Özak: Trabzonsporluların kafası karıştı

Spordan Sorumlu Devlet Bakanı Faruk Özak, Trabzon’da futbolun din gibi olduğunu belirterek, “İkinci olan Trabzonsporluların kafaları karıştı, moralleri bozuldu” dedi.

Spordan Sorumlu Devlet Bakanı Faruk Özak, Artvin’in Hopa ilçesindeki olaylar ile Trabzonspor’un ikinci olmasıyla ilgili tartışmaları NTV'nin canlı yayında değerlendirdi.

Faruk Özak, Ahmet Ergen’in sorularını yanıtladı.

Özak, kısaca şunları söyledi:

“Demokrasi son derece erdemli insanların ulaşabileceği bir rejimdir, demokraside tahammül sabır olması lazımdır. Bir başbakan gelip miting yapıyorsa burada gidip siz burada eleştiri yapabilirsiniz bir takım seslerle veya hareketlerle ama taş atmak insanları yaralamak insan hayatına mal olacak sonuçlara vardırmak son derece yanlıştır.

Aslında 'de demokrasinin erdeminden herkes faydalanabiliyor. Çok sayıda siyasi parti var her etnik kökenden her anlayıştan, her ideolojiden, her dinden, her dilden insan meclise gelebiliyor siyaset yapabiliyor. Bu özgürlüğün kıymetini bilmek lazım. Bakın Libya’da yok, Mısır’da yok, Suriye’de yok.

Eğer bu iş anarşi, kalkışma ise bütün bunların diğer partiler tarafından lanetlenmesi ve hoşgörü karşılanmaması lazım. Medyamızın da bu konuda çok duyarlı olması lazım.
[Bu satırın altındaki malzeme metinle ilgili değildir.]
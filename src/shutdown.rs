use std::sync::{Condvar, Mutex, MutexGuard};
use std::time::Duration;

/// Cooperative shutdown flag shared by every long-lived thread: a boolean
/// behind a mutex, with a condvar so sleeping tasks wake up immediately
/// when shutdown is signaled instead of finishing their interval.
pub struct Shutdown {
    flag: Mutex<bool>,
    condvar: Condvar,
}

impl Default for Shutdown {
    fn default() -> Self {
        Self::new()
    }
}

impl Shutdown {
    pub fn new() -> Shutdown {
        Shutdown {
            flag: Mutex::new(false),
            condvar: Condvar::new(),
        }
    }

    fn locked(&self) -> MutexGuard<bool> {
        match self.flag.lock() {
            Ok(guard) => guard,
            Err(poisoned) => poisoned.into_inner(),
        }
    }

    pub fn signal(&self) {
        *self.locked() = true;
        self.condvar.notify_all();
    }

    pub fn is_set(&self) -> bool {
        *self.locked()
    }

    /// Sleep up to `timeout`, returning early (true) if shutdown was
    /// signaled meanwhile.
    pub fn wait_timeout(&self, timeout: Duration) -> bool {
        let mut flag = self.locked();
        let mut remaining = timeout;
        while !*flag {
            let start = std::time::Instant::now();
            let (guard, result) = match self.condvar.wait_timeout(flag, remaining) {
                Ok(v) => v,
                Err(poisoned) => {
                    let inner = poisoned.into_inner();
                    (inner.0, inner.1)
                }
            };
            flag = guard;
            if result.timed_out() {
                return *flag;
            }
            // spurious wakeup: keep waiting for what is left of the timeout
            remaining = remaining.saturating_sub(start.elapsed());
            if remaining.is_zero() {
                return *flag;
            }
        }
        true
    }
}
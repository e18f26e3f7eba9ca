/// Activity class of a page relative to the configured thresholds.
#[derive(Debug, Clone, Copy, PartialEq, Eq)]
pub enum PageStatus {
    Hot,
    Warm,
    Cold,
}

/// Classification strategy. A tagged variant rather than a trait object:
/// each variant carries exactly the parameters it needs.
#[derive(Debug, Clone)]
pub enum Policy {
    /// Pure recency.
    Lru { hot_ms: u64, cold_ms: u64 },
    /// Pure access frequency since the page last changed tiers.
    Frequency { hot_count: u64, cold_count: u64 },
    /// Weighted combination of both signals.
    Hybrid {
        hot_ms: u64,
        cold_ms: u64,
        hot_count: u64,
        cold_count: u64,
        recency_weight: f64,
        frequency_weight: f64,
    },
}

impl Policy {
    /// Classify a metadata snapshot. `last_ms` and `count` may be stale by
    /// one scan cycle; the result is advisory.
    pub fn classify(&self, now_ms: u64, last_ms: u64, count: u64) -> PageStatus {
        let idle_ms = now_ms.saturating_sub(last_ms);
        match *self {
            Policy::Lru { hot_ms, cold_ms } => {
                if idle_ms <= hot_ms {
                    PageStatus::Hot
                } else if idle_ms >= cold_ms {
                    PageStatus::Cold
                } else {
                    PageStatus::Warm
                }
            }
            Policy::Frequency {
                hot_count,
                cold_count,
            } => {
                if count >= hot_count {
                    PageStatus::Hot
                } else if count <= cold_count {
                    PageStatus::Cold
                } else {
                    PageStatus::Warm
                }
            }
            Policy::Hybrid {
                hot_ms,
                cold_ms,
                hot_count,
                cold_count,
                recency_weight,
                frequency_weight,
            } => {
                let majority = (recency_weight + frequency_weight) / 2.0;
                let weight = |indicator: bool, w: f64| if indicator { w } else { 0.0 };
                let hot_score = weight(idle_ms <= hot_ms, recency_weight)
                    + weight(count >= hot_count, frequency_weight);
                let cold_score = weight(idle_ms >= cold_ms, recency_weight)
                    + weight(count <= cold_count, frequency_weight);
                // hot checked first: when both sides reach the majority,
                // hot wins
                if hot_score >= majority {
                    PageStatus::Hot
                } else if cold_score >= majority {
                    PageStatus::Cold
                } else {
                    PageStatus::Warm
                }
            }
        }
    }
}
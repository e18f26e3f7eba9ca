use std::fmt;

use crate::tier::Tier;

#[derive(Debug, Clone, Copy, PartialEq, Eq)]
pub enum Operation {
    Read,
    Write,
    /// In-band end-of-stream marker; never performs a memory access.
    End,
}

/// One request from a workload client. `page_offset` is relative to the
/// client's own address space; the server translates it to a global page
/// id via per-client base offsets fixed at init.
#[derive(Debug, Clone, Copy)]
pub struct AccessRequest {
    pub client_id: usize,
    pub page_offset: usize,
    pub op: Operation,
}

impl fmt::Display for AccessRequest {
    fn fmt(&self, f: &mut fmt::Formatter) -> fmt::Result {
        let op = match self.op {
            Operation::Read => "READ",
            Operation::Write => "WRITE",
            Operation::End => "END",
        };
        write!(
            f,
            "client {}, offset {}, operation {}",
            self.client_id, self.page_offset, op
        )
    }
}

/// Produced by the scanner, consumed immediately by the page table's
/// migrate; never queued.
#[derive(Debug, Clone, Copy)]
pub struct MigrationDecision {
    pub page_id: usize,
    pub target_tier: Tier,
}

impl fmt::Display for MigrationDecision {
    fn fmt(&self, f: &mut fmt::Formatter) -> fmt::Result {
        write!(f, "page {} to {}", self.page_id, self.target_tier)
    }
}
#![cfg_attr(not(test), no_std)]

//! Step-sequencing engine for 4-phase unipolar steppers (28BYJ-48 on a
//! ULN2003 board).
//!
//! The engine only needs `embedded-hal` pins and an async delay, so the same
//! code runs on the RP2040 firmware and against the recording doubles in the
//! test suite.

pub mod config;
pub mod drive_loop;
pub mod error;
pub mod input;
pub mod motion;
pub mod phase;
pub mod sequencer;

#[cfg(test)]
mod mock;

pub use config::{DriveConfig, InputMode};
pub use drive_loop::DriveLoop;
pub use error::DriveError;
pub use input::InputPolicy;
pub use motion::Uln2003;
pub use phase::{CoilRow, PHASE_COUNT, PHASE_TABLE, StepIndex};
pub use sequencer::Direction;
Daha sonra Trabzon’a gelindiğinde inanılmaz bir kalabalık vardı ama burada 300 kişilik gençler protesto ettiler. Protesto edenlere saygı duymak lazım. Ama protesto edenler yarın polisin parmağını kırmış, arabaları parçalamışsa veya gidip bir partinin binasının camlarını kırmışsa bu da doğru değil.

Burada olayın iki boyutu var; birincisi işi yapanlar, ikincisi ise yaptıranlar. Eğer yaptıranlar siyasilerse -öyle demiyorum ama- bu son derece saygısız bir iştir. Böyle siyaset yapılmaz.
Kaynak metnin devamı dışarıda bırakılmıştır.